*Task to carry out*.
Note how many lines in these entries contain "notified", and reply with that number alone.

### Dataset content

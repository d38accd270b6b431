//! Async single-flight request collapsing: concurrent callers sharing a key
//! observe at most one call to the underlying work closure.
//!
//! Translated from a blocking `Mutex<HashMap<K, Status>>` + `Condvar` design
//! (one leader downloads, followers wait and then read the leader's result)
//! to `tokio::sync::Notify` so followers can suspend cooperatively inside an
//! async runtime instead of parking an OS thread.

use std::collections::HashMap;
use std::hash::Hash;
use std::sync::Arc;

use parking_lot::Mutex;
use tokio::sync::Notify;

struct Slot<V> {
    notify: Notify,
    /// `None` until the leader finishes; stays `None` on failure, since a
    /// failed leader's result is never cached - followers that observe a
    /// failure retry as a fresh leader rather than replaying the error.
    value: std::sync::Mutex<Option<V>>,
}

/// A keyed single-flight coordinator. Cheap to clone (`Arc` internally) so it
/// can be shared across request handlers.
pub struct SingleFlight<K, V> {
    in_flight: Mutex<HashMap<K, Arc<Slot<V>>>>,
}

/// Releases a leader's slot and wakes any followers on drop, whether the
/// leader returns normally, or is cancelled mid-`work()` (e.g. by the
/// caller's deadline timeout racing the `run` future via `tokio::select!` /
/// `tokio::time::timeout`, which simply drops it). Without this, a cancelled
/// leader would leave its slot in the map forever with no one left to
/// resolve `notify`, permanently poisoning the key.
struct LeaderGuard<'a, K, V>
where
    K: Eq + Hash + Clone,
{
    flight: &'a SingleFlight<K, V>,
    key: K,
    slot: Arc<Slot<V>>,
}

impl<'a, K, V> Drop for LeaderGuard<'a, K, V>
where
    K: Eq + Hash + Clone,
{
    fn drop(&mut self) {
        self.flight.in_flight.lock().remove(&self.key);
        self.slot.notify.notify_waiters();
    }
}

enum Role<V> {
    Leader(Arc<Slot<V>>),
    Follower(Arc<Slot<V>>),
}

impl<K, V> SingleFlight<K, V>
where
    K: Eq + Hash + Clone,
    V: Clone,
{
    pub fn new() -> Self {
        SingleFlight { in_flight: Mutex::new(HashMap::new()) }
    }

    /// Runs `work` at most once per `key` among all concurrently overlapping
    /// callers. Every caller - leader and followers alike - receives the same
    /// `Result`, except that a leader's error is not replayed to followers:
    /// they instead retry `work` themselves once the leader gives up the key.
    pub async fn run<F, Fut, E>(&self, key: K, work: F) -> Result<V, E>
    where
        F: Fn() -> Fut,
        Fut: std::future::Future<Output = Result<V, E>>,
    {
        loop {
            let role = {
                let mut map = self.in_flight.lock();
                if let Some(existing) = map.get(&key) {
                    Role::Follower(Arc::clone(existing))
                } else {
                    let slot = Arc::new(Slot {
                        notify: Notify::new(),
                        value: std::sync::Mutex::new(None),
                    });
                    map.insert(key.clone(), Arc::clone(&slot));
                    Role::Leader(slot)
                }
            };

            let follower_slot = match role {
                Role::Leader(slot) => {
                    let guard = LeaderGuard {
                        flight: self,
                        key: key.clone(),
                        slot: Arc::clone(&slot),
                    };
                    let result = work().await;
                    if let Ok(ref value) = result {
                        *slot.value.lock().expect("slot mutex poisoned") = Some(value.clone());
                    }
                    drop(guard);
                    return result;
                }
                Role::Follower(slot) => slot,
            };

            let notified = follower_slot.notify.notified();
            tokio::pin!(notified);
            notified.as_mut().enable();
            notified.await;

            if let Some(value) = follower_slot.value.lock().expect("slot mutex poisoned").clone() {
                return Ok(value);
            }
            // Leader gave up the key without producing a value - either it
            // failed, or it was cancelled; loop back and race to become the
            // new leader.
        }
    }

    /// Number of keys currently being worked on by a leader.
    pub async fn in_flight_count(&self) -> usize {
        self.in_flight.lock().len()
    }
}

impl<K, V> Default for SingleFlight<K, V>
where
    K: Eq + Hash + Clone,
    V: Clone,
{
    fn default() -> Self {
        Self::new()
    }
}

#[cfg(test)]
mod tests {
    use super::*;
    use std::sync::atomic::{AtomicUsize, Ordering};

    #[tokio::test(flavor = "multi_thread", worker_threads = 4)]
    async fn concurrent_callers_collapse_to_one_invocation() {
        let flight: Arc<SingleFlight<u32, Arc<[u8]>>> = Arc::new(SingleFlight::new());
        let calls = Arc::new(AtomicUsize::new(0));

        let mut handles = Vec::new();
        for _ in 0..50 {
            let flight = Arc::clone(&flight);
            let calls = Arc::clone(&calls);
            handles.push(tokio::spawn(async move {
                flight
                    .run(7, || {
                        let calls = Arc::clone(&calls);
                        async move {
                            calls.fetch_add(1, Ordering::SeqCst);
                            tokio::time::sleep(std::time::Duration::from_millis(20)).await;
                            Ok::<_, ()>(Arc::<[u8]>::from(vec![1u8, 2, 3]))
                        }
                    })
                    .await
            }));
        }

        for handle in handles {
            let result = handle.await.expect("task panicked");
            assert_eq!(result.unwrap().as_ref(), &[1u8, 2, 3]);
        }
        assert_eq!(calls.load(Ordering::SeqCst), 1);
    }

    #[tokio::test]
    async fn failed_leader_lets_a_follower_retry_and_succeed() {
        let flight: SingleFlight<u32, u32> = SingleFlight::new();
        let attempt = Arc::new(AtomicUsize::new(0));

        let a = {
            let attempt = Arc::clone(&attempt);
            flight.run(1, move || {
                let attempt = Arc::clone(&attempt);
                async move {
                    if attempt.fetch_add(1, Ordering::SeqCst) == 0 {
                        Err("boom")
                    } else {
                        Ok(42)
                    }
                }
            })
        }
        .await;
        assert!(a.is_err());

        let b = flight
            .run(1, || async { Ok::<_, &'static str>(42) })
            .await;
        assert_eq!(b, Ok(42));
    }

    #[tokio::test(flavor = "multi_thread", worker_threads = 4)]
    async fn cancelled_leader_releases_the_key_for_a_follower() {
        let flight: Arc<SingleFlight<u32, u32>> = Arc::new(SingleFlight::new());
        let leader_started = Arc::new(tokio::sync::Notify::new());

        let leader = {
            let flight = Arc::clone(&flight);
            let leader_started = Arc::clone(&leader_started);
            tokio::spawn(async move {
                flight
                    .run(1, move || {
                        let leader_started = Arc::clone(&leader_started);
                        async move {
                            leader_started.notify_one();
                            tokio::time::sleep(std::time::Duration::from_secs(60)).await;
                            Ok::<_, ()>(42)
                        }
                    })
                    .await
            })
        };

        leader_started.notified().await;
        leader.abort();
        let _ = leader.await;

        assert_eq!(flight.in_flight_count().await, 0);

        let follower = flight.run(1, || async { Ok::<_, ()>(7) }).await;
        assert_eq!(follower, Ok(7));
    }
}
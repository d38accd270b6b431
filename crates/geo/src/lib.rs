pub type Result<T = ()> = std::result::Result<T, Error>;

mod cell;
pub mod coordinate;
pub mod crs;
mod error;
mod georeference;
mod geotransform;
mod latlonbounds;
mod nodata;
mod point;
mod rastersize;
mod rect;
mod tile;
pub mod tileutils;

#[doc(inline)]
pub use cell::{Cell, CellIterator};
#[doc(inline)]
pub use coordinate::Coordinate;
#[doc(inline)]
pub use error::Error;
#[doc(inline)]
pub use georeference::GeoReference;
#[doc(inline)]
pub use geotransform::GeoTransform;
#[doc(inline)]
pub use latlonbounds::LatLonBounds;
#[doc(inline)]
pub use nodata::Nodata;
#[doc(inline)]
pub use point::Point;
#[doc(inline)]
pub use rastersize::{Columns, RasterSize, Rows};
#[doc(inline)]
pub use rect::Rect;
#[doc(inline)]
pub use tile::Tile;
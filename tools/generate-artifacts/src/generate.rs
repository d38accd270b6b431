//! Walks a bounding box across a zoom range, mosaicking and encoding each
//! tile and writing it into a precompressed artifact pyramid.

use std::path::PathBuf;

use artifact_store::{ArtifactStore, Encoding, Manifest};
use dem_store::{ElevationLoader, Resampling, SourceStore};
use geo::{Coordinate, Tile};
use indicatif::ProgressBar;
use rayon::prelude::*;

pub type Result<T> = std::result::Result<T, Error>;

#[derive(thiserror::Error, Debug)]
pub enum Error {
    #[error("source store error: {0}")]
    Source(#[from] dem_store::Error),
    #[error("artifact store error: {0}")]
    Artifact(#[from] artifact_store::Error),
    #[error("codec error: {0}")]
    Codec(#[from] tile_codec::Error),
    #[error("unknown encoding {0:?}; expected one of br, gzip, identity")]
    UnknownEncoding(String),
}

pub struct GenerateOptions {
    pub source_dir: PathBuf,
    pub output_dir: PathBuf,
    pub min_zoom: i32,
    pub max_zoom: i32,
    /// `(south, west, north, east)`, in degrees.
    pub bbox: (f64, f64, f64, f64),
    pub encodings: Vec<Encoding>,
    pub source_cache_max: usize,
}

pub fn parse_encoding(s: &str) -> Result<Encoding> {
    match s.trim().to_ascii_lowercase().as_str() {
        "br" | "brotli" => Ok(Encoding::Brotli),
        "gzip" | "gz" => Ok(Encoding::Gzip),
        "identity" | "none" => Ok(Encoding::Identity),
        other => Err(Error::UnknownEncoding(other.to_string())),
    }
}

enum TileOutcome {
    Written,
    SkippedAllNoData,
}

fn generate_one(store: &SourceStore, artifacts: &ArtifactStore, tile: Tile, encodings: &[Encoding]) -> Result<TileOutcome> {
    let loader = ElevationLoader::new(store);
    let mosaic = loader.load(tile, Resampling::Nearest)?;

    if !mosaic.has_data {
        return Ok(TileOutcome::SkippedAllNoData);
    }

    let payload = tile_codec::encode_tile(&mosaic.data)?;
    artifacts.write_tile(tile.z as u32, tile.x as u32, tile.y as u32, &payload, encodings)?;
    Ok(TileOutcome::Written)
}

/// Runs the full generation pass: aborts if the source tree looks empty,
/// walks every `(z, x, y)` in `opts.bbox` across `[min_zoom, max_zoom]` in
/// parallel, and writes the manifest last, atomically.
pub fn run(opts: GenerateOptions, progress: impl Fn(i32, u64, u64) + Sync) -> Result<Manifest> {
    ArtifactStore::require_nonempty_source(&opts.source_dir)?;

    let store = SourceStore::with_capacity(&opts.source_dir, opts.source_cache_max);
    let artifacts = ArtifactStore::new(&opts.output_dir);

    let (south, west, north, east) = opts.bbox;
    let variants = opts.encodings.iter().map(|e| variant_label(*e).to_string()).collect();
    let mut manifest = Manifest::new(
        opts.source_dir.display().to_string(),
        opts.min_zoom as u32,
        opts.max_zoom as u32,
        unix_now(),
        variants,
    );

    for zoom in opts.min_zoom..=opts.max_zoom {
        let top_left = Tile::for_coordinate(Coordinate::latlon(north, west), zoom);
        let bottom_right = Tile::for_coordinate(Coordinate::latlon(south, east), zoom);

        let mut tiles = Vec::new();
        for x in top_left.x..=bottom_right.x {
            for y in top_left.y..=bottom_right.y {
                tiles.push(Tile { x, y, z: zoom });
            }
        }

        let total = tiles.len() as u64;
        let bar = ProgressBar::new(total);
        let outcomes: Vec<TileOutcome> = tiles
            .par_iter()
            .map(|&tile| {
                let outcome = generate_one(&store, &artifacts, tile, &opts.encodings);
                bar.inc(1);
                progress(zoom, bar.position(), total);
                outcome
            })
            .collect::<Result<_>>()?;
        bar.finish_and_clear();

        for outcome in outcomes {
            match outcome {
                TileOutcome::Written => manifest.record_written(zoom as u32),
                TileOutcome::SkippedAllNoData => manifest.record_skipped_all_nodata(zoom as u32),
            }
        }
    }

    manifest.save(&opts.output_dir.join("manifest.json"))?;
    Ok(manifest)
}

fn variant_label(encoding: Encoding) -> &'static str {
    match encoding {
        Encoding::Brotli => "br",
        Encoding::Gzip => "gzip",
        Encoding::Identity => "identity",
    }
}

fn unix_now() -> u64 {
    std::time::SystemTime::now().duration_since(std::time::UNIX_EPOCH).map(|d| d.as_secs()).unwrap_or(0)
}
use thiserror::Error;

#[derive(Error, Debug)]
pub enum Error {
    #[error("Invalid argument: {0}")]
    InvalidArgument(String),
    #[error("Runtime error: {0}")]
    Runtime(String),
    #[error("IO error: {0}")]
    IOError(#[from] std::io::Error),
}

######

*Exercise answer*.
5